Methods: A self-administered questionnaire was used to conduct this cross-sectional study featuring 200 Malaysian parents. Descriptive and univariate analyses were performed using Statistical Package for Social Study (SPSS) version 23.0.

Results: Among the majority (79.5%) of the parents having good knowledge, 82% agreed that sexuality information helps their children recognize and avoid sexual abuse. Most (91%) of them perceived that they have good practices in providing sexuality education to their children. There is no association between the parents’ gender and their knowledge of sexuality education. However, there are no links between age groups, educational level, and the parents’ knowledge of sexuality education.

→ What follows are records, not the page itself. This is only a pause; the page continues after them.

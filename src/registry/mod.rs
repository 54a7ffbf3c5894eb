// ABOUTME: Registry HTTP API access for remote manifest cleanup.
// ABOUTME: Exposes the RegistryClient trait and its reqwest implementation.

mod client;
mod error;
mod http;

pub use client::{DIGEST_HEADER, MANIFEST_LIST_MEDIA_TYPE, RegistryClient};
pub use error::RegistryError;
pub use http::HttpRegistryClient;
// ABOUTME: Error types for registry API calls.
// ABOUTME: Distinguishes transport failures, auth rejections and refused deletions.

/// Errors from registry HTTP operations.
#[derive(Debug, thiserror::Error)]
pub enum RegistryError {
    #[error("failed to build HTTP client: {0}")]
    Client(String),

    #[error("request to {url} failed: {message}")]
    Request { url: String, message: String },

    #[error("registry rejected credentials for {url} (status {status})")]
    Unauthorized { url: String, status: u16 },

    #[error("manifest not found: {0}")]
    NotFound(String),

    #[error("no Docker-Content-Digest header in response from {0}")]
    MissingDigest(String),

    #[error("registry does not allow manifest deletion: {0}")]
    DeletionUnsupported(String),

    #[error("unexpected status {status} from {url}")]
    UnexpectedStatus { url: String, status: u16 },
}

impl RegistryError {
    /// Map a non-success HTTP status to an error.
    pub fn from_status(url: &str, status: u16) -> Self {
        match status {
            401 | 403 => RegistryError::Unauthorized {
                url: url.to_string(),
                status,
            },
            404 => RegistryError::NotFound(url.to_string()),
            405 => RegistryError::DeletionUnsupported(url.to_string()),
            _ => RegistryError::UnexpectedStatus {
                url: url.to_string(),
                status,
            },
        }
    }

    /// The registry answered, but there is no manifest digest to act on.
    pub fn is_absent(&self) -> bool {
        matches!(
            self,
            RegistryError::NotFound(_) | RegistryError::MissingDigest(_)
        )
    }
}
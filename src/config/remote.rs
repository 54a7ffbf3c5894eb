// ABOUTME: Settings for optional remote manifest deletion.
// ABOUTME: Opt-in flag, registry credentials and TLS verification toggle.

use super::env_value::{self, DELETE_REMOTE, INSECURE_REGISTRY, REG_PASS, REG_USER};
use std::fmt;

/// Remote deletion settings read from the environment.
#[derive(Debug, Clone, Default, PartialEq, Eq)]
pub struct RemoteDeletion {
    /// `DELETE_REMOTE` was set to a truthy value.
    pub enabled: bool,
    /// Present only when both `REG_USER` and `REG_PASS` are non-empty.
    pub credentials: Option<RegistryCredentials>,
    /// Skip TLS verification for registry API calls.
    pub insecure: bool,
}

impl RemoteDeletion {
    pub fn from_lookup<F>(lookup: F) -> Self
    where
        F: Fn(&str) -> Option<String>,
    {
        let user = env_value::non_empty(lookup(REG_USER));
        let pass = env_value::non_empty(lookup(REG_PASS));
        let credentials = match (user, pass) {
            (Some(username), Some(password)) => Some(RegistryCredentials::new(username, password)),
            _ => None,
        };

        Self {
            enabled: env_value::is_truthy(lookup(DELETE_REMOTE).as_deref()),
            credentials,
            insecure: env_value::is_truthy(lookup(INSECURE_REGISTRY).as_deref()),
        }
    }
}

/// Basic-auth credentials for the registry API.
#[derive(Clone, PartialEq, Eq)]
pub struct RegistryCredentials {
    username: String,
    password: String,
}

impl RegistryCredentials {
    pub fn new(username: impl Into<String>, password: impl Into<String>) -> Self {
        Self {
            username: username.into(),
            password: password.into(),
        }
    }

    pub fn username(&self) -> &str {
        &self.username
    }

    pub fn password(&self) -> &str {
        &self.password
    }
}

impl fmt::Debug for RegistryCredentials {
    fn fmt(&self, f: &mut fmt::Formatter<'_>) -> fmt::Result {
        f.debug_struct("RegistryCredentials")
            .field("username", &self.username)
            .field("password", &"<redacted>")
            .finish()
    }
}
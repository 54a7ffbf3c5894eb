// ABOUTME: Environment variable names and value interpretation.
// ABOUTME: Boolean flags accept true/1/yes/on; blank strings count as unset.

pub const DELETE_REMOTE: &str = "DELETE_REMOTE";
pub const REG_USER: &str = "REG_USER";
pub const REG_PASS: &str = "REG_PASS";
pub const INSECURE_REGISTRY: &str = "INSECURE_REGISTRY";

/// Interpret an optional environment value as a boolean flag.
pub fn is_truthy(value: Option<&str>) -> bool {
    match value {
        Some(v) => matches!(
            v.trim().to_ascii_lowercase().as_str(),
            "true" | "1" | "yes" | "on"
        ),
        None => false,
    }
}

/// Treat empty values like missing ones.
pub fn non_empty(value: Option<String>) -> Option<String> {
    value.filter(|v| !v.is_empty())
}

/// Lookup backed by the process environment.
pub fn process_env(key: &str) -> Option<String> {
    std::env::var(key).ok()
}
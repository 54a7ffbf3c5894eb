// ABOUTME: Library root for multiarch-push - exposes public types for testing.
// ABOUTME: The main binary is in main.rs.

pub mod config;
pub mod diagnostics;
pub mod error;
pub mod manifest;
pub mod output;
pub mod publish;
pub mod registry;
pub mod types;
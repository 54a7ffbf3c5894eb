// ABOUTME: Domain types for manifest publishing.
// ABOUTME: Component names, architectures, image prefixes, references and digests.

mod arch;
mod component;
mod digest;
mod image_ref;
mod prefix;

pub use arch::Arch;
pub use component::{ComponentName, DEFAULT_COMPONENTS};
pub use digest::Digest;
pub use image_ref::{ComponentRefs, ImageRef};
pub use prefix::{ImagePrefix, RegistryCoordinates, RemoteRepository};
// ABOUTME: Image prefix normalization and registry coordinate derivation.
// ABOUTME: Splits a prefix like registry.example.com/proj/ into host and path.

use super::component::ComponentName;
use std::fmt;

/// Image prefix that is either empty or ends with `/`.
#[derive(Debug, Clone, PartialEq, Eq, Default)]
pub struct ImagePrefix(String);

impl ImagePrefix {
    /// Normalize a raw prefix: append `/` unless empty or already terminated.
    pub fn new(raw: &str) -> Self {
        if raw.is_empty() || raw.ends_with('/') {
            Self(raw.to_string())
        } else {
            Self(format!("{}/", raw))
        }
    }

    pub fn as_str(&self) -> &str {
        &self.0
    }

    pub fn is_empty(&self) -> bool {
        self.0.is_empty()
    }

    /// Split into registry host and repository path at the first `/`.
    ///
    /// No attempt is made to tell a registry host from an organisation name:
    /// `library/` yields host `library` and an empty path.
    pub fn registry_coordinates(&self) -> Option<RegistryCoordinates> {
        let (host, rest) = self.0.split_once('/')?;
        let path = rest.strip_suffix('/').unwrap_or(rest);
        Some(RegistryCoordinates {
            host: host.to_string(),
            path: path.to_string(),
        })
    }
}

impl fmt::Display for ImagePrefix {
    fn fmt(&self, f: &mut fmt::Formatter<'_>) -> fmt::Result {
        write!(f, "{}", self.0)
    }
}

/// Registry host and repository path derived from an image prefix.
#[derive(Debug, Clone, PartialEq, Eq)]
pub struct RegistryCoordinates {
    host: String,
    path: String,
}

impl RegistryCoordinates {
    pub fn host(&self) -> &str {
        &self.host
    }

    pub fn path(&self) -> &str {
        &self.path
    }

    /// Repository holding the manifest that remote cleanup deletes:
    /// `{path}/{component}-{version}`.
    ///
    /// This is not the repository images are pulled from (`{path}/{component}`).
    pub fn deletion_repository(&self, component: &ComponentName, version: &str) -> RemoteRepository {
        let segment = format!("{}-{}", component, version);
        let name = if self.path.is_empty() {
            segment
        } else {
            format!("{}/{}", self.path, segment)
        };
        RemoteRepository {
            host: self.host.clone(),
            name,
        }
    }
}

/// A repository on a specific registry host.
#[derive(Debug, Clone, PartialEq, Eq)]
pub struct RemoteRepository {
    host: String,
    name: String,
}

impl RemoteRepository {
    pub fn new(host: impl Into<String>, name: impl Into<String>) -> Self {
        Self {
            host: host.into(),
            name: name.into(),
        }
    }

    pub fn host(&self) -> &str {
        &self.host
    }

    pub fn name(&self) -> &str {
        &self.name
    }
}

impl fmt::Display for RemoteRepository {
    fn fmt(&self, f: &mut fmt::Formatter<'_>) -> fmt::Result {
        write!(f, "{}/{}", self.host, self.name)
    }
}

Conclusion: Malaysian parents believe that sexuality education should be provided by the parents to their children at an early age. Hence, a comprehensive sexuality education program for parents consisting of sufficient information, motivation, and strategies, is needed to develop children’s sexual literacy.


1. Nambambi NM, Mufune P. What is talked about when parents discuss sex with children: Family based sex education in Windhoek, Namibia. Afr J Reprod Health. 2011;15:120–9.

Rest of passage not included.